Any claim that the estradiol patch shortage is meaningfully caused by more women now demanding hormone treatments is a distraction. It is also misogyny, pure and simple, to imply that the solution to the shortage is for women’s health advocates to dial it down and for women to temper their expectations. The scarcity of estradiol patches is the outcome of a broken system refusing to provide adequate supply.
Meanwhile, there are a few strategies to cope.
- Ask your prescriber about alternatives. Estradiol is available in multiple formulations, including gel, spray, cream, oral tablet, vaginal ring and weekly transdermal patch, which is a different product from the twice-weekly patch and may be more consistently available depending on manufacturer and region.
- Consider an online pharmacy. Many are doing a good job locating and filling these prescriptions from outside the pharmacy benefit manager system.

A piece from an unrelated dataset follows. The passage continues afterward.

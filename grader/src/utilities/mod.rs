//! Small shared helpers: text canonicalization and positional designators.

pub mod designators;
pub mod normalize;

- Call ahead. Patch shortages are inconsistent across regions and distributors. A call to pharmacies in your area, or a broader geographic radius if you’re able, can locate stock that your regular pharmacy doesn’t have.

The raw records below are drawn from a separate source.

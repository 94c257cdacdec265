//! Strategy for multi-select multiple choice: the submitted letter set must
//! equal the stored correct set exactly. There is no partial credit; two of
//! three required letters is incorrect, and an extra letter is incorrect.

use std::collections::BTreeSet;

use util::question::{Answer, Question};

use crate::error::{GradeResult, GraderError};
use crate::traits::strategy::GradingStrategy;
use crate::types::{QuestionVerdict, Submission, Verdict};

/// Grades a set of chosen option letters by exact set equality.
pub struct MultiChoiceStrategy;

impl GradingStrategy for MultiChoiceStrategy {
    fn grade(
        &self,
        question: &Question,
        answer: &Answer,
        submission: &Submission,
    ) -> GradeResult<QuestionVerdict> {
        if answer.correct_answers.is_empty() {
            return Err(GraderError::EmptyAnswerKey);
        }
        let Submission::Choices(chosen) = submission else {
            return Err(GraderError::SubmissionMismatch(question.question_type));
        };

        let mut stored = BTreeSet::new();
        for entry in &answer.correct_answers {
            if question.config.letter_index(entry).is_none() {
                return Err(GraderError::UnknownDesignator(entry.clone()));
            }
            stored.insert(entry.trim().to_ascii_uppercase());
        }

        let submitted: BTreeSet<String> = chosen
            .iter()
            .map(|token| token.trim().to_ascii_uppercase())
            .collect();

        Ok(QuestionVerdict {
            question_id: question.id,
            verdict: Verdict::from_bool(submitted == stored),
            submitted: submission.display(),
            accepted: stored.into_iter().collect(),
        })
    }
}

- Consider a compounding pharmacy. These sources can sometimes meet needs when commercially manufactured products are inaccessible. The hormones used are the same FDA-regulated bulk ingredients.

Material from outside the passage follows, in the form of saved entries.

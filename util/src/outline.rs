//! # Test Outline
//!
//! The structural tree of a test: sections own question groups, groups own
//! questions. Every level keeps the invariant that an item's `order` field
//! equals its index in the owning collection. Callers mutate the tree only
//! through the explicit insert/remove/reorder operations below, which renumber
//! after every change; there is no path that leaves stale order fields behind.
//!
//! Saving an edited test uses full-subtree replacement ([`Section::replace_groups`]):
//! the incoming tree simply becomes the stored tree, so removed groups and
//! questions cannot outlive a save.

use serde::{Deserialize, Serialize};

use crate::question::Question;

/// A block of questions sharing one set of instructions.
#[derive(Debug, Clone, PartialEq, Serialize, Deserialize)]
pub struct QuestionGroup {
    pub id: i64,
    /// Position of this group within its section (0-based, matches index).
    pub order: i32,
    pub instructions: String,
    pub questions: Vec<Question>,
}

/// One timed section of a test.
#[derive(Debug, Clone, PartialEq, Serialize, Deserialize)]
pub struct Section {
    pub id: i64,
    /// Position of this section within its test (0-based, matches index).
    pub order: i32,
    #[serde(default, skip_serializing_if = "Option::is_none")]
    pub time_limit: Option<i64>,
    pub groups: Vec<QuestionGroup>,
}

impl QuestionGroup {
    /// Insert a question at `index`, shifting later questions down.
    pub fn insert_question(&mut self, index: usize, question: Question) -> Result<(), String> {
        if index > self.questions.len() {
            return Err(format!(
                "insert index {} out of range for {} questions",
                index,
                self.questions.len()
            ));
        }
        self.questions.insert(index, question);
        self.renumber();
        Ok(())
    }

    /// Append a question at the end of the group.
    pub fn push_question(&mut self, question: Question) {
        self.questions.push(question);
        self.renumber();
    }

    /// Remove and return the question at `index`.
    pub fn remove_question(&mut self, index: usize) -> Result<Question, String> {
        if index >= self.questions.len() {
            return Err(format!(
                "remove index {} out of range for {} questions",
                index,
                self.questions.len()
            ));
        }
        let removed = self.questions.remove(index);
        self.renumber();
        Ok(removed)
    }

    /// Move the question at `from` to position `to`.
    pub fn reorder_question(&mut self, from: usize, to: usize) -> Result<(), String> {
        if from >= self.questions.len() || to >= self.questions.len() {
            return Err(format!(
                "reorder {} -> {} out of range for {} questions",
                from,
                to,
                self.questions.len()
            ));
        }
        let moved = self.questions.remove(from);
        self.questions.insert(to, moved);
        self.renumber();
        Ok(())
    }

    fn renumber(&mut self) {
        for (index, question) in self.questions.iter_mut().enumerate() {
            question.order = index as i32;
        }
    }
}

impl Section {
    /// Insert a group at `index`, shifting later groups down.
    pub fn insert_group(&mut self, index: usize, group: QuestionGroup) -> Result<(), String> {
        if index > self.groups.len() {
            return Err(format!(
                "insert index {} out of range for {} groups",
                index,
                self.groups.len()
            ));
        }
        self.groups.insert(index, group);
        self.renumber();
        Ok(())
    }

    /// Remove and return the group at `index`.
    pub fn remove_group(&mut self, index: usize) -> Result<QuestionGroup, String> {
        if index >= self.groups.len() {
            return Err(format!(
                "remove index {} out of range for {} groups",
                index,
                self.groups.len()
            ));
        }
        let removed = self.groups.remove(index);
        self.renumber();
        Ok(removed)
    }

    /// Move the group at `from` to position `to`.
    pub fn reorder_group(&mut self, from: usize, to: usize) -> Result<(), String> {
        if from >= self.groups.len() || to >= self.groups.len() {
            return Err(format!(
                "reorder {} -> {} out of range for {} groups",
                from,
                to,
                self.groups.len()
            ));
        }
        let moved = self.groups.remove(from);
        self.groups.insert(to, moved);
        self.renumber();
        Ok(())
    }

    /// Replace the whole subtree of this section with `groups`.
    ///
    /// Save semantics are full replacement, not incremental diffing: whatever
    /// the editor holds becomes the stored tree, and every order field in the
    /// subtree is renumbered from scratch.
    pub fn replace_groups(&mut self, groups: Vec<QuestionGroup>) {
        self.groups = groups;
        self.renumber();
    }

    fn renumber(&mut self) {
        for (index, group) in self.groups.iter_mut().enumerate() {
            group.order = index as i32;
            group.renumber();
        }
    }
}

Beyond those Band-Aid solutions, more Americans need to fight for systemic change. The FTC report exists because Congress asked for it and committed to legislation that will address at least some of the problems. The FDA took action to change the labeling on estrogen in the face of citizen and medical experts’ pressure; it should do more now to demand transparency from patch manufacturers.
Most importantly, it is on all of us to call out the cracks in the current system. Instead of repeating “there’s a patch shortage” or a “surge in demand,” say that a shockingly small minority of menopausal women still even get hormonal treatments prescribed at all, and three drug companies control the vast majority of claims in this country. Those are the real problems that need real solutions.
Jennifer Weiss-Wolf, the executive director of the Birnbaum Women’s Leadership Center at New York University School of Law, is the author of the forthcoming book “When in Menopause: A User’s Manual & Citizen’s Guide.” Suzanne Gilberg, an obstetrician and gynecologist in Los Angeles, is the author of “Menopause Bootcamp.”